Genomic and morphological evidence converge to resolve the enigma of Strepsiptera

The phylogeny of insects, one of the most spectacular radiations of life on earth, has received considerable attention. However, the evolutionary roots of one intriguing group of insects, the twisted-wing parasites (Strepsiptera), remain unclear despite centuries of study and debate. Strepsiptera exhibit exceptional larval developmental features, consistent with a predicted step from direct (hemimetabolous) larval development to complete metamorphosis that could have set the stage for the spectacular radiation of metamorphic (holometabolous) insects.

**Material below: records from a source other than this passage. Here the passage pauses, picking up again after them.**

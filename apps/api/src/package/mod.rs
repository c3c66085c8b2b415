// Packaging: DocumentModel → .docx bytes, and .docx files → one .zip archive.
// Everything stays in memory; nothing touches the filesystem.

pub mod archive;
pub mod docx;

use thiserror::Error;

pub use archive::write_archive;
pub use docx::write_docx;

#[derive(Debug, Error)]
pub enum PackageError {
    #[error("Zip error: {0}")]
    Zip(#[from] zip::result::ZipError),

    #[error("I/O error: {0}")]
    Io(#[from] std::io::Error),
}
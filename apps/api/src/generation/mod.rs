// Application generation: one job description + resume + cover letter in,
// one zip of tailored documents out.
// All LLM calls go through llm_client — no direct HTTP calls here.

pub mod composer;
pub mod handlers;
pub mod metadata;
pub mod prompts;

Here we report the sequencing of a Strepsiptera genome and show that the analysis of sequence-based genomic data (comprising more than 18 million nucleotides from nearly 4,500 genes obtained from a total of 13 insect genomes), along with genomic metacharacters, clarifies the phylogenetic origin of Strepsiptera and sheds light on the evolution of holometabolous insect development. Our results provide overwhelming support for Strepsiptera as the closest living relatives of beetles (Coleoptera). They demonstrate that the larval developmental features of Strepsiptera, reminiscent of those of hemimetabolous insects, are the result of convergence. Our analyses solve the long-standing enigma of the evolutionary roots of Strepsiptera and reveal that the holometabolous mode of insect development is more malleable than previously thought.